Credit Suisse has raised fresh concerns over the future of Queensland’s gas industry, with analyst Mark Samter suggesting the nation’s gas market was like a “slow train crash.”
According to the Swiss investment bank, the three Queensland LNG projects face a gas reserve deficit of nearly 9,000 petajoules (PJ) in meeting their 20-year sales contracts – an amount equivalent to 12 times Australia’s annual gas consumption, excluding Western Australia and the Northern Territory.
Samter said the Queensland projects would not cover their cost of capital, while gas users on the east coast would suffer a doubling of prices and could face difficulties obtaining gas by the end of the decade. He said the government could be forced to intervene to ensure the 9,500 PJ of gas reserves from Arrow Energy’s fields were developed to make up the shortfall.
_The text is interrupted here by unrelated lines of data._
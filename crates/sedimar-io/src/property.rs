//! Binary full-cube property dumps.
//!
//! An ASCII `key: value` preamble closed by `--- data ---`, then raw
//! native-endian doubles: for every column, one value per vertical row
//! from the top of the window down. Rows above the sediment carry the
//! water sentinel, rows under the basement the rock sentinel.

use crate::Result;
use sedimar_core::{Cell, Cube, Sediment};
use serde::{Deserialize, Serialize};
use std::io::Write;

/// Water cells are filled with this
pub const WATER_VALUE: f64 = -(f32::MAX as f64);

/// Sub-basement cells are filled with this
pub const ROCK_VALUE: f64 = f32::MAX as f64;

/// A per-cell quantity a property file can dump
#[derive(Debug, Clone, Copy, PartialEq, Eq, Serialize, Deserialize)]
#[serde(rename_all = "camelCase")]
pub enum CellProperty {
    Density,
    Porosity,
    /// Grain size in phi units
    GrainSizePhi,
    Age,
    Facies,
    Pressure,
    SandFraction,
    ClayFraction,
}

impl CellProperty {
    pub fn name(&self) -> &'static str {
        match self {
            Self::Density => "DENSITY",
            Self::Porosity => "POROSITY",
            Self::GrainSizePhi => "GRAIN",
            Self::Age => "AGE",
            Self::Facies => "FACIES",
            Self::Pressure => "PRESSURE",
            Self::SandFraction => "SAND",
            Self::ClayFraction => "CLAY",
        }
    }

    pub fn evaluate(&self, cell: &Cell, sediment: &Sediment) -> f64 {
        match self {
            Self::Density => cell.bulk_density(sediment),
            Self::Porosity => cell.porosity(sediment),
            Self::GrainSizePhi => cell.grain_size_phi(sediment),
            Self::Age => cell.age(),
            Self::Facies => cell.facies().0 as f64,
            Self::Pressure => cell.pressure(),
            Self::SandFraction => cell.sand_fraction(sediment),
            Self::ClayFraction => cell.clay_fraction(sediment),
        }
    }
}

/// Writer for one property dump
pub struct PropertyFile {
    pub property: CellProperty,
}

impl PropertyFile {
    pub fn new(property: CellProperty) -> Self {
        Self { property }
    }

    /// Number of vertical rows the cube's stratigraphy spans at its dz.
    fn window(cube: &Cube) -> (f64, usize) {
        let z_min = cube
            .columns()
            .iter()
            .map(|c| c.base_height())
            .fold(f64::INFINITY, f64::min);
        let z_max = cube
            .columns()
            .iter()
            .map(|c| c.top_height())
            .fold(f64::NEG_INFINITY, f64::max);
        let n_rows = ((z_max - z_min) / cube.z_res()).ceil().max(1.0) as usize;
        (z_min, n_rows)
    }

    /// Write the preamble and the full block of doubles.
    pub fn write<W: Write>(&self, sink: &mut W, cube: &Cube, sediment: &Sediment) -> Result<()> {
        let (z_min, n_rows) = Self::window(cube);
        let byte_order = if cfg!(target_endian = "little") {
            "1234"
        } else {
            "4321"
        };

        write!(
            sink,
            "Property: {}\n\
             dx: {}\n\
             dy: {}\n\
             dz: {}\n\
             Number of rows: {}\n\
             Number of x-columns: {}\n\
             Number of y-columns: {}\n\
             Rock value: {}\n\
             Water value: {}\n\
             Byte order: {}\n\
             --- data ---\n",
            self.property.name(),
            cube.x_res(),
            cube.y_res(),
            cube.z_res(),
            n_rows,
            cube.n_x(),
            cube.n_y(),
            ROCK_VALUE,
            WATER_VALUE,
            byte_order,
        )?;

        tracing::debug!(
            n_rows,
            n_columns = cube.size(),
            property = self.property.name(),
            "writing property block"
        );

        let dz = cube.z_res();
        for column in cube.columns() {
            for row in 0..n_rows {
                // rows run from the top of the window down
                let z = z_min + (n_rows - row) as f64 * dz - 0.5 * dz;
                let value = if z > column.top_height() {
                    WATER_VALUE
                } else if z < column.base_height() {
                    ROCK_VALUE
                } else {
                    // a row landing on the surface samples the top cell
                    let idx = column
                        .index_at(z)
                        .unwrap_or_else(|| column.len().saturating_sub(1));
                    match column.nth_cell(idx) {
                        Some(cell) => self.property.evaluate(cell, sediment),
                        None => ROCK_VALUE,
                    }
                };
                sink.write_all(&value.to_ne_bytes())?;
            }
        }

        Ok(())
    }
}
“There’s a slow train crash happening and it doesn’t look like much is being done to resolve it,” he told the Sydney Morning Herald in a February 17 report.
However, APPEA’s Byers rejected the claim, saying the economics of the Queensland projects were “robust.”
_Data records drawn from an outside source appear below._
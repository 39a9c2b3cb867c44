//! The one-pass marching scheme.
//!
//! Forward Euler on x with the previous node as the base state. At each
//! node the flow entrains seawater by its Richardson number, loses
//! momentum to drag and internal friction, erodes the bed when the
//! basal shear beats the substrate strength, and drops each grain class
//! at a rate set by its removal constant and the critical velocity of
//! the coarsest grain in the flow.

use crate::{InflowError, Result};
use sedimar_core::{Sediment, G, SECONDS_PER_DAY};
use serde::{Deserialize, Serialize};
use tracing::{debug, warn};

/// Velocity below which the flow is treated as drifting (m/s)
const DRIFT_VELOCITY: f64 = 0.01;

/// Maximum magnitude of the bed slope fed to the solver (rad)
const MAX_SLOPE: f64 = 0.2;

/// Model constants for one run
#[derive(Debug, Clone, Serialize, Deserialize)]
#[serde(rename_all = "camelCase")]
pub struct InflowConstants {
    /// Entrainment constants of the Richardson-number law
    pub ea: f64,
    pub eb: f64,

    /// Shear-strength intercept and rate of the erosion law (Pa)
    pub sua: f64,
    pub sub: f64,

    /// Drag coefficient
    pub cd: f64,

    /// Internal friction angle (degrees)
    pub internal_friction_angle: f64,

    /// Kinematic viscosity of the carrier water (m^2/s)
    pub mu: f64,

    /// Density of sea water (kg/m^3)
    pub rho_sea_water: f64,

    /// Density of river water (kg/m^3)
    pub rho_river_water: f64,
}

impl Default for InflowConstants {
    fn default() -> Self {
        Self {
            ea: 0.00153,
            eb: 0.00204,
            sua: 30.0,
            sub: 0.2,
            cd: 0.004,
            internal_friction_angle: 32.0,
            mu: 1.3e-6,
            rho_sea_water: 1028.0,
            rho_river_water: 1000.0,
        }
    }
}

/// The 1-D profile the flow runs down. Nodes are equally spaced.
#[derive(Debug, Clone, Serialize, Deserialize)]
#[serde(rename_all = "camelCase")]
pub struct BathymetryLine {
    /// Along-flow position of each node (m)
    pub x: Vec<f64>,

    /// Sea-floor slope at each node (rad); negative dips downward
    pub slope: Vec<f64>,

    /// Flow width at each node (m)
    pub width: Vec<f64>,

    /// Node spacing (m)
    pub dx: f64,

    /// Distance from the mouth with deposition suppressed (m). Carried
    /// for interface compatibility; the marching loop does not apply it.
    pub x_dep: f64,
}

impl BathymetryLine {
    pub fn len(&self) -> usize {
        self.x.len()
    }

    pub fn is_empty(&self) -> bool {
        self.x.is_empty()
    }
}

/// The flood packet released at the river mouth
#[derive(Debug, Clone, Serialize, Deserialize)]
#[serde(rename_all = "camelCase")]
pub struct FloodPacket {
    /// Duration of this release (s)
    pub duration: f64,

    /// Mouth width (m), depth (m) and velocity (m/s)
    pub width: f64,
    pub depth: f64,
    pub velocity: f64,

    /// Volume discharge (m^3/s)
    pub discharge: f64,

    /// Fraction of each grain class in the flow (sums to 1)
    pub fraction: Vec<f64>,

    /// Density of the river water alone (kg/m^3)
    pub rho_river_water: f64,

    /// Density of the sediment-laden flow (kg/m^3)
    pub rho_flow: f64,
}

/// Per-class solver inputs derived from the grain-class table
#[derive(Debug, Clone, Serialize, Deserialize)]
#[serde(rename_all = "camelCase")]
pub struct InflowSediment {
    /// Equivalent (flocculated) grain diameter (m)
    pub diameter: Vec<f64>,

    /// Removal rate (1/s)
    pub lambda: Vec<f64>,

    /// Saturated bulk density of the deposit (kg/m^3)
    pub rho_sed: Vec<f64>,

    /// Grain density (kg/m^3)
    pub rho_grain: Vec<f64>,
}

impl InflowSediment {
    /// Grains settling through sea water flocculate and fall as if they
    /// were coarser; the equivalent diameter is a*d^b.
    pub fn equivalent_diameter(real_diameter: f64) -> f64 {
        let (a, b) = (39.8e-3, 0.6);
        a * real_diameter.powf(b)
    }

    /// Build solver inputs from the grain-class registry.
    pub fn from_registry(sediment: &Sediment) -> Self {
        Self {
            diameter: sediment
                .iter()
                .map(|c| Self::equivalent_diameter(c.diameter))
                .collect(),
            lambda: sediment
                .iter()
                .map(|c| c.lambda / SECONDS_PER_DAY)
                .collect(),
            rho_sed: sediment.iter().map(|c| c.bulk_density).collect(),
            rho_grain: sediment.iter().map(|c| c.grain_density).collect(),
        }
    }

    pub fn n_grains(&self) -> usize {
        self.diameter.len()
    }
}

/// A bed query from the solver: how much of the top `erode_depth`
/// meters at `x` is available, and what is it made of. The callee
/// writes the realised depth back into `erode_depth` and the grain
/// distribution into `fraction`.
#[derive(Debug, Clone)]
pub struct PheQuery {
    pub x: f64,
    pub dx: f64,
    pub erode_depth: f64,
    pub fraction: Vec<f64>,
}

/// Deposit/erosion rates and the mass ledger of one flow
#[derive(Debug, Clone, Serialize, Deserialize)]
#[serde(rename_all = "camelCase")]
pub struct InflowResult {
    /// Deposited thickness per class per node (m), already at the
    /// deposit's porosity
    pub deposit: Vec<Vec<f64>>,

    /// Eroded thickness per class per node (m of bottom sediment)
    pub erosion: Vec<Vec<f64>>,

    /// Sediment mass entering the flow over its duration (kg/m of width)
    pub mass_in: f64,

    /// Mass deposited (kg/m)
    pub mass_deposited: f64,

    /// Mass eroded from the bed (kg/m)
    pub mass_eroded: f64,

    /// Velocity at the last node reached (m/s)
    pub final_velocity: f64,

    /// Nodes the flow actually covered
    pub nodes_run: usize,
}

/// March a flood packet down the profile.
///
/// `get_phe` is consulted once per node for the composition of the bed;
/// it receives the requested erosion depth and must write back what is
/// actually available.
pub fn inflow<F>(
    day: f64,
    bathy: &BathymetryLine,
    flood: &FloodPacket,
    sediment: &InflowSediment,
    consts: &InflowConstants,
    mut get_phe: F,
) -> Result<InflowResult>
where
    F: FnMut(&mut PheQuery),
{
    let n_nodes = bathy.len();
    if n_nodes < 2 {
        return Err(InflowError::ProfileTooShort(n_nodes));
    }
    let n_grains = sediment.n_grains();
    if flood.fraction.len() != n_grains {
        return Err(InflowError::InvalidParameter(format!(
            "flood carries {} grain fractions, registry has {} classes",
            flood.fraction.len(),
            n_grains
        )));
    }

    let dx = bathy.dx;
    let tan_phi = consts.internal_friction_angle.to_radians().tan();
    let denominator_exponent = std::f64::consts::E - 1.0;

    // Initial conditions at the mouth.
    let mut gz_f = flood.fraction.clone();
    let mut u0 = flood.velocity;
    let mut q0 = flood.discharge;
    let mut rho0 = flood.rho_river_water;
    let mut rho_f0 = flood.rho_flow;
    let mut rho_s0 = weighted_avg(&gz_f, &sediment.rho_grain);
    let mut conc0 = (rho_f0 - rho0) / (rho_s0 - rho0);
    let mut j0 = q0 * conc0;

    let mut j_grain0: Vec<f64> = gz_f.iter().map(|f| f * conc0 * q0).collect();
    let mut j_grain = vec![0.0; n_grains];
    let mut f_dep = vec![0.0; n_grains];
    let mut f_ero = vec![0.0; n_grains];

    let mass_in: f64 = j_grain0
        .iter()
        .zip(&sediment.rho_grain)
        .map(|(j, rho)| j * rho)
        .sum::<f64>()
        * day;

    let mut result = InflowResult {
        deposit: vec![vec![0.0; n_nodes]; n_grains],
        erosion: vec![vec![0.0; n_nodes]; n_grains],
        mass_in,
        mass_deposited: 0.0,
        mass_eroded: 0.0,
        final_velocity: u0,
        nodes_run: 0,
    };

    let mut query = PheQuery {
        x: 0.0,
        dx,
        erode_depth: 0.0,
        fraction: vec![0.0; n_grains],
    };

    let mut depth = 0.0;
    let mut max_depth = 0.0;

    for i in 0..n_nodes {
        let width = bathy.width[i];
        let beta = (-bathy.slope[i]).clamp(-MAX_SLOPE, MAX_SLOPE);
        let sine_beta = beta.sin();
        let cos_beta = beta.cos();

        // Richardson number of the flow.
        let g0 = G * (rho_s0 - rho0) / rho0;
        let ri = g0 * cos_beta * j0 / (u0 * u0 * u0 * width);

        // Entrainment coefficient.
        let e = if sine_beta > 0.01 {
            consts.ea / (consts.eb + ri)
        } else if sine_beta > 0.0 {
            0.072 * sine_beta
        } else {
            0.0
        };

        // Gravity forcing, damped once the flow has passed its deepest
        // point so it does not reaccelerate on the far side.
        let mut a1 = g0 * j0 * sine_beta / u0 / q0;
        depth += sine_beta;
        if depth > max_depth {
            max_depth = depth;
        } else if depth < max_depth {
            a1 *= 0.05;
        }

        // Drag against the bed and the ambient water.
        let a2 = -(e + consts.cd) * u0 * u0 * width / q0;

        // Internal friction.
        let gamma = tan_phi * ((j0 / q0).exp() - 1.0) / denominator_exponent;
        let a3 = -0.1 * g0 * j0 * cos_beta * gamma / u0 / q0;

        let mut u = u0 + (a1 + a2 + a3) * dx;
        if u <= 0.0 {
            warn!(node = i, u, "turbidity flow velocity dropped below zero");
            return Err(InflowError::NegativeVelocity(u, i));
        }
        if u < DRIFT_VELOCITY {
            u = DRIFT_VELOCITY;
        }

        // New volume discharge and fluid density after entraining
        // seawater.
        let q = q0 + e * u * width * dx;
        let rho = rho0 + e * u * width * (consts.rho_sea_water - rho0) / q0 * dx;

        // Depth of erosion over a day of flow (m/day).
        let shear = consts.cd * rho_f0 * u0 * u0;
        let mut erosion = ((shear - consts.sub) / consts.sua).max(0.0);

        query.x = bathy.x[i];
        query.erode_depth = erosion;
        get_phe(&mut query);
        erosion = query.erode_depth;

        // Critical velocity for deposition, from the settling velocity
        // of the coarsest grain at the flow's effective viscosity.
        let max_grain_dia = sediment.diameter.iter().cloned().fold(0.0, f64::max);
        let mu_effective = consts.mu * (1.0 + 2.5 * conc0);
        let max_ws = g0 / 18.0 * max_grain_dia * max_grain_dia / mu_effective;
        let u_critical = max_ws / consts.cd.sqrt();

        for n in 0..n_grains {
            // Rate of erosion (m^2/s).
            f_ero[n] = erosion * query.fraction[n] / SECONDS_PER_DAY * width;

            // Deposition rate (m^2/s). The removal rates are calibrated
            // against plume data, hence the division by ten.
            f_dep[n] = if u >= u_critical {
                0.0
            } else {
                -sediment.lambda[n] * j_grain0[n] / u * (1.0 - (u / u_critical).powi(2)) / 10.0
            };

            j_grain[n] = j_grain0[n] + (f_dep[n] + f_ero[n]) * dx;

            // Deposit thickness at the deposit porosity; eroded thickness
            // is already in meters of bottom sediment.
            result.deposit[n][i] =
                -f_dep[n] * sediment.rho_grain[n] / sediment.rho_sed[n] * day / width;
            result.erosion[n][i] = f_ero[n] * day / width;

            result.mass_deposited += -f_dep[n] * sediment.rho_grain[n] * dx * day;
            result.mass_eroded += f_ero[n] * sediment.rho_grain[n] * dx * day;
        }

        // New grain-size make-up of the flow.
        let j: f64 = j_grain.iter().sum();
        if j <= 0.0 {
            debug!(node = i, "flow exhausted its suspended load");
            result.final_velocity = u;
            result.nodes_run = i + 1;
            return Ok(result);
        }
        for n in 0..n_grains {
            gz_f[n] = j_grain[n] / j;
        }

        let rho_s = weighted_avg(&gz_f, &sediment.rho_grain);
        let conc: f64 = j_grain.iter().map(|jn| jn / q).sum();
        let rho_f = conc * (rho_s - rho) + rho;

        rho0 = rho;
        rho_s0 = rho_s;
        rho_f0 = rho_f;
        u0 = u;
        q0 = q;
        j0 = j;
        conc0 = conc;
        j_grain0.copy_from_slice(&j_grain);

        result.final_velocity = u;
        result.nodes_run = i + 1;
    }

    debug!(
        mass_in = result.mass_in,
        mass_deposited = result.mass_deposited,
        mass_eroded = result.mass_eroded,
        "turbidity flow finished"
    );

    Ok(result)
}

fn weighted_avg(weights: &[f64], values: &[f64]) -> f64 {
    weights.iter().zip(values).map(|(w, v)| w * v).sum()
}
“It is not the case that each joint venture requires all the gas to meet all 20 years of gas supply right now,” he added. “That’s like asking a shop that sells Coke to have 20 years’ worth of Coke on hand at any one time.”
Producers pointed to the spare capacity at the Bass Strait venture between ExxonMobil and BHP Billiton, as well as the Cooper Basin, along with other potential new sources of supply.
“There are significant gas reserves in Australia that enable us to meet the needs of both domestic and export markets,” an Origin spokeswoman said. “The priority is securing efficient and timely investment to develop and extract these reserves.”
A Shell spokesman said discussions on “collaboration opportunities” for the Arrow Energy gas were continuing, with the company examining the “best development option” for its CSG resources in the Bowen and Surat Basins.
The company jointly owned by Shell and PetroChina provides around 20 per cent of the state’s gas supply from its five producing CSG fields. Plans for its own US$20 billion LNG plant on Curtis Island have been shelved however, as previously flagged in Queensland Mining & Energy Bulletin.
LONGER-TERM OUTLOOK POSITIVE
Amid the immediate gloom over energy prices, analysts still see a rosy long-term future for Queensland’s new export industry.
“We know that construction spending phase is coming off its peak but we also expect that the CSG industry will continue spending around $4 billion a year on upstream operations and maintenance for the rest of this decade. And we are a long way off having the full time bell sound on how much gas we have in Queensland,” QRC’s Roche told the Australian Pipeline Industry dinner.
He also noted that the International Energy Agency has forecast that Australia’s gas exports could reach 114 billion cubic metres by 2040, with global demand for gas “set to grow more than any other fuel source.”
According to BG’s head of shipping and marketing, Steve Hill, growing Asian demand for gas should lead to a supply gap, despite the emergence of new LNG projects.
He told the Australian Financial Review that new projects in Australia and the United States would increase global capacity to about 350 mtpa by 2020, but demand in 2025 was forecast at more than 425 mtpa, even before the oil price slide.
“That’s a healthy hole that needs supply by new projects,” Hill said in the February 4 report. “And with the lower price environment we’re seeing today, we expect demand to do better over the long term.”
Stronger for longer? With the start of production, Queensland’s gas industry has already proved the doubters wrong. It likely will do so again.
Anthony Fensom is a communication consultant and freelance writer based in Brisbane, with more than a decade’s experience in the finance/media industries of Australia and Asia.